Effervescent is to bubbly is to airhead. Not. Will she be denied any gleeful satisfaction from this? She hoped for hair on Louisa Monroe's upper lip, and said, "Oh, wow. Sounds like she can give Kate Middleton a run for the Mrs. HRH crown. There's some serious competition for Prince William's heart right there."

David gave Rory a queer look as he killed the engine, and began to laugh, belatedly. "Well, actually…"

Rory's eyes widened. Seriously? Prince William? While my claim to fame is square dancing with Barack Obama in Iowa, and shaking hands with Christiane Amanpour in my pajamas. She looked down and checked her toes as David locked the car and walked to her side.

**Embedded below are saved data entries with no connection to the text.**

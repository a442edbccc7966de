//! The worker: a sequential task loop around the map and reduce
//! pipelines.
//!
//! A worker keeps no state between tasks. It polls the coordinator,
//! executes whatever it is handed, reports the completion, and polls
//! again; a transport failure means the coordinator is gone, which in a
//! single-host deployment means the job is finished.

use std::fs::File;
use std::io::Read;
use std::path::{Path, PathBuf};
use std::time::Duration;

use anyhow::{Context, Result};
use bytes::Bytes;
use dashmap::DashMap;
use itertools::Itertools;
use log::{info, warn};
use tokio::task;
use tokio::time::sleep;

use crate::rpc::mapreduce::{FinishTaskRequest, GetTaskRequest, TaskKind};
use crate::{codec, ihash, rpc, shuffle, utils, KeyValue, MapFn, ReduceFn, Workload};

/// How long to sleep when the coordinator has no ready work.
const POLL_INTERVAL: Duration = Duration::from_secs(1);

type BucketIndex = u32;
type Buckets = DashMap<BucketIndex, Vec<KeyValue>>;

/// Run the worker loop until the coordinator reports the job done or
/// becomes unreachable. Shuffle and output files are produced in `dir`.
pub async fn run(workload: Workload, aux: Bytes, socket: PathBuf, dir: PathBuf) -> Result<()> {
    let mut client = match rpc::connect(&socket).await {
        Ok(client) => client,
        Err(err) => {
            info!("cannot reach coordinator, assuming the job is finished: {err:#}");
            return Ok(());
        }
    };

    loop {
        let reply = match client.get_task(GetTaskRequest {}).await {
            Ok(response) => response.into_inner(),
            Err(status) => {
                info!("coordinator unreachable ({status}), exiting");
                return Ok(());
            }
        };

        match reply.kind() {
            TaskKind::Map => {
                let map_id = reply.task_id;
                let filename = reply.filename;
                let n_reduce = reply.n_reduce;
                let map_fn = workload.map_fn;
                let (aux, dir) = (aux.clone(), dir.clone());
                info!("starting map task {map_id} ({filename})");
                task::spawn_blocking(move || {
                    perform_map(&dir, map_id, &filename, n_reduce, map_fn, &aux)
                })
                .await??;
                report_finished(&mut client, TaskKind::Map, map_id).await;
            }
            TaskKind::Reduce => {
                let reduce_id = reply.task_id;
                let n_map = reply.n_map;
                let reduce_fn = workload.reduce_fn;
                let (aux, dir) = (aux.clone(), dir.clone());
                info!("starting reduce task {reduce_id}");
                task::spawn_blocking(move || {
                    perform_reduce(&dir, reduce_id, n_map, reduce_fn, &aux)
                })
                .await??;
                report_finished(&mut client, TaskKind::Reduce, reduce_id).await;
            }
            TaskKind::Done => {
                info!("job complete, exiting");
                return Ok(());
            }
            TaskKind::None => sleep(POLL_INTERVAL).await,
        }
    }
}

/// Report a finished task. Failure is only logged: the coordinator's
/// timeout sweep is the recovery path for a lost report.
async fn report_finished(client: &mut rpc::Client, kind: TaskKind, task_id: u32) {
    let request = FinishTaskRequest {
        kind: kind as i32,
        task_id,
    };
    if let Err(status) = client.finish_task(request).await {
        warn!("could not report finished {kind:?} task {task_id}: {status}");
    }
}

/// Execute map task `map_id` over `filename`: run the map function,
/// partition its output by `ihash(key) % n_reduce`, and publish one bucket
/// file per partition. An empty partition still publishes a file, so
/// reducers can tell "no keys" from "map not finished".
pub fn perform_map(
    dir: &Path,
    map_id: u32,
    filename: &str,
    n_reduce: u32,
    map_fn: MapFn,
    aux: &Bytes,
) -> Result<()> {
    let mut buf = Vec::new();
    {
        // a scope so that the file is closed right after reading
        let mut file =
            File::open(filename).with_context(|| format!("opening map input {filename}"))?;
        file.read_to_end(&mut buf)
            .with_context(|| format!("reading map input {filename}"))?;
    }

    let input_kv = KeyValue {
        key: Bytes::from(filename.to_string()),
        value: Bytes::from(buf),
    };

    let buckets: Buckets = Buckets::new();
    for item in map_fn(input_kv, aux.clone())? {
        let kv = item?;
        let bucket_no = ihash(&kv.key) % n_reduce;
        #[allow(clippy::unwrap_or_default)]
        buckets.entry(bucket_no).or_insert(Vec::new()).push(kv);
    }

    for reduce_id in 0..n_reduce {
        let records = buckets
            .remove(&reduce_id)
            .map(|(_, records)| records)
            .unwrap_or_default();
        let mut payload = Vec::new();
        codec::encode_records(&mut payload, &records);
        shuffle::publish(dir, &shuffle::intermediate_name(map_id, reduce_id), &payload)?;
    }
    Ok(())
}

/// Execute reduce task `reduce_id`: gather bucket `reduce_id` of every map
/// task, group by key, and publish `mr-out-{reduce_id}`.
///
/// Keys are emitted in ascending byte order. Values reach the reduce
/// function in the order the buckets were read (map index ascending, then
/// in-file order); the sort below is stable, so grouping preserves it.
pub fn perform_reduce(
    dir: &Path,
    reduce_id: u32,
    n_map: u32,
    reduce_fn: ReduceFn,
    aux: &Bytes,
) -> Result<()> {
    let mut records = Vec::new();
    for map_id in 0..n_map {
        let contents = shuffle::read_intermediate(dir, map_id, reduce_id)?;
        records.extend(codec::decode_records(&contents)?);
    }

    records.sort_by(|a, b| a.key.cmp(&b.key));

    let mut out = Vec::new();
    for (key, group) in &records.into_iter().chunk_by(KeyValue::key) {
        let values = group.map(KeyValue::into_value);
        let value = reduce_fn(key.clone(), Box::new(values), aux.clone())?;
        let key = utils::string_from_bytes(key)?;
        let value = utils::string_from_bytes(value)?;
        out.extend_from_slice(format!("{key} {value}\n").as_bytes());
    }

    shuffle::publish(dir, &shuffle::output_name(reduce_id), &out)
}

#[cfg(test)]
mod tests {
    use super::*;
    use crate::workload;

    #[test]
    fn map_publishes_every_partition() {
        let dir = tempfile::tempdir().unwrap();
        let input = dir.path().join("in.txt");
        std::fs::write(&input, "foo bar foo").unwrap();
        let wl = workload::named("wc").unwrap();
        perform_map(
            dir.path(),
            0,
            input.to_str().unwrap(),
            3,
            wl.map_fn,
            &Bytes::new(),
        )
        .unwrap();
        for reduce_id in 0..3 {
            let name = shuffle::intermediate_name(0, reduce_id);
            assert!(dir.path().join(&name).exists());
            assert!(!dir.path().join(shuffle::temp_name(&name)).exists());
        }
    }

    #[test]
    fn reduce_groups_and_formats_output() {
        // a single partition, so every key lands in mr-0-0
        let dir = tempfile::tempdir().unwrap();
        let input = dir.path().join("in.txt");
        std::fs::write(&input, "b a b").unwrap();
        let wl = workload::named("wc").unwrap();
        perform_map(
            dir.path(),
            0,
            input.to_str().unwrap(),
            1,
            wl.map_fn,
            &Bytes::new(),
        )
        .unwrap();
        perform_reduce(dir.path(), 0, 1, wl.reduce_fn, &Bytes::new()).unwrap();
        let out = std::fs::read_to_string(dir.path().join("mr-out-0")).unwrap();
        assert_eq!(out, "a 1\nb 2\n");
    }

    #[test]
    fn missing_map_input_is_an_error() {
        let dir = tempfile::tempdir().unwrap();
        let wl = workload::named("wc").unwrap();
        let missing = dir.path().join("nope.txt");
        let result = perform_map(
            dir.path(),
            0,
            missing.to_str().unwrap(),
            1,
            wl.map_fn,
            &Bytes::new(),
        );
        assert!(result.is_err());
    }
}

"She watched him playing polo and had dinner a couple of times with some common friends is all. Louisa's like that. She could charm the socks off of anyone, even the Queen." He looked down at Rory, who had been pensive throughout the drive. "Even you, Rory. I think you'll like her," he smiled, hopeful.

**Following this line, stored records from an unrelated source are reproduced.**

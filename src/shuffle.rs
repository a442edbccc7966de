//! Filesystem layout of the shuffle.
//!
//! Intermediate and output names are deterministic and worker-agnostic:
//! map task `m` always publishes partition `r` as `mr-{m}-{r}`, no matter
//! which worker ran it, so a reducer can locate every bucket knowing only
//! the number of map tasks. Every file is first written to a `-tmp`
//! sibling and renamed into place; the rename is the publish point, which
//! makes duplicate executions of a task idempotent at the filesystem
//! level.

use std::fs::{self, File};
use std::io::{ErrorKind, Write};
use std::path::Path;
use std::thread;
use std::time::Duration;

use anyhow::{Context, Result};
use log::warn;

/// How many times a reducer re-polls a missing intermediate file before
/// giving the task up.
const MISSING_FILE_RETRIES: u32 = 5;
const MISSING_FILE_DELAY: Duration = Duration::from_millis(200);

/// Bucket `reduce_id` of map task `map_id`.
pub fn intermediate_name(map_id: u32, reduce_id: u32) -> String {
    format!("mr-{map_id}-{reduce_id}")
}

/// Final output of reduce partition `reduce_id`.
pub fn output_name(reduce_id: u32) -> String {
    format!("mr-out-{reduce_id}")
}

/// Temp sibling a file is staged under before the publishing rename.
pub fn temp_name(name: &str) -> String {
    format!("{name}-tmp")
}

/// Atomically publish `contents` as `dir/name`.
pub fn publish(dir: &Path, name: &str, contents: &[u8]) -> Result<()> {
    let staged = dir.join(temp_name(name));
    {
        // a scope so the file is closed before the rename
        let mut file = File::create(&staged)
            .with_context(|| format!("creating {}", staged.display()))?;
        file.write_all(contents)
            .with_context(|| format!("writing {}", staged.display()))?;
    }
    fs::rename(&staged, dir.join(name)).with_context(|| format!("publishing {name}"))?;
    Ok(())
}

/// Read one intermediate bucket file, tolerating the short window where it
/// does not exist: its map task may have finished on a worker whose rename
/// has not landed yet, or a duplicate run may just have replaced it.
pub fn read_intermediate(dir: &Path, map_id: u32, reduce_id: u32) -> Result<Vec<u8>> {
    let path = dir.join(intermediate_name(map_id, reduce_id));
    let mut attempts = 0;
    loop {
        match fs::read(&path) {
            Ok(contents) => return Ok(contents),
            Err(err) if err.kind() == ErrorKind::NotFound && attempts < MISSING_FILE_RETRIES => {
                attempts += 1;
                warn!(
                    "intermediate file {} missing, retry {attempts}/{MISSING_FILE_RETRIES}",
                    path.display()
                );
                thread::sleep(MISSING_FILE_DELAY);
            }
            Err(err) => return Err(err).with_context(|| format!("reading {}", path.display())),
        }
    }
}

#[cfg(test)]
mod tests {
    use super::*;

    #[test]
    fn names_are_deterministic() {
        assert_eq!(intermediate_name(3, 7), "mr-3-7");
        assert_eq!(output_name(2), "mr-out-2");
        assert_eq!(temp_name("mr-out-2"), "mr-out-2-tmp");
    }

    #[test]
    fn publish_leaves_only_the_final_file() {
        let dir = tempfile::tempdir().unwrap();
        publish(dir.path(), "mr-0-0", b"contents").unwrap();
        assert_eq!(fs::read(dir.path().join("mr-0-0")).unwrap(), b"contents");
        assert!(!dir.path().join("mr-0-0-tmp").exists());
    }

    #[test]
    fn publish_replaces_an_existing_file() {
        let dir = tempfile::tempdir().unwrap();
        publish(dir.path(), "mr-1-0", b"first run").unwrap();
        publish(dir.path(), "mr-1-0", b"duplicate run").unwrap();
        assert_eq!(
            fs::read(dir.path().join("mr-1-0")).unwrap(),
            b"duplicate run"
        );
    }

    #[test]
    fn missing_intermediate_fails_after_bounded_retries() {
        let dir = tempfile::tempdir().unwrap();
        assert!(read_intermediate(dir.path(), 9, 9).is_err());
    }
}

Rory gave David a wan smile. "No worries. I'm so charm-able. Tell me she's had drinks with Bono, too, and she's as good as my long-lost sister." David was so earnest, so eager for her to like and be liked by his family. It made her uncomfortable. She was not in the running for any crown.

"Charm-able, huh. So the months I spent in pursuit of you must indicate that something's really terrible about my personality. I know I keep up my oral hygiene."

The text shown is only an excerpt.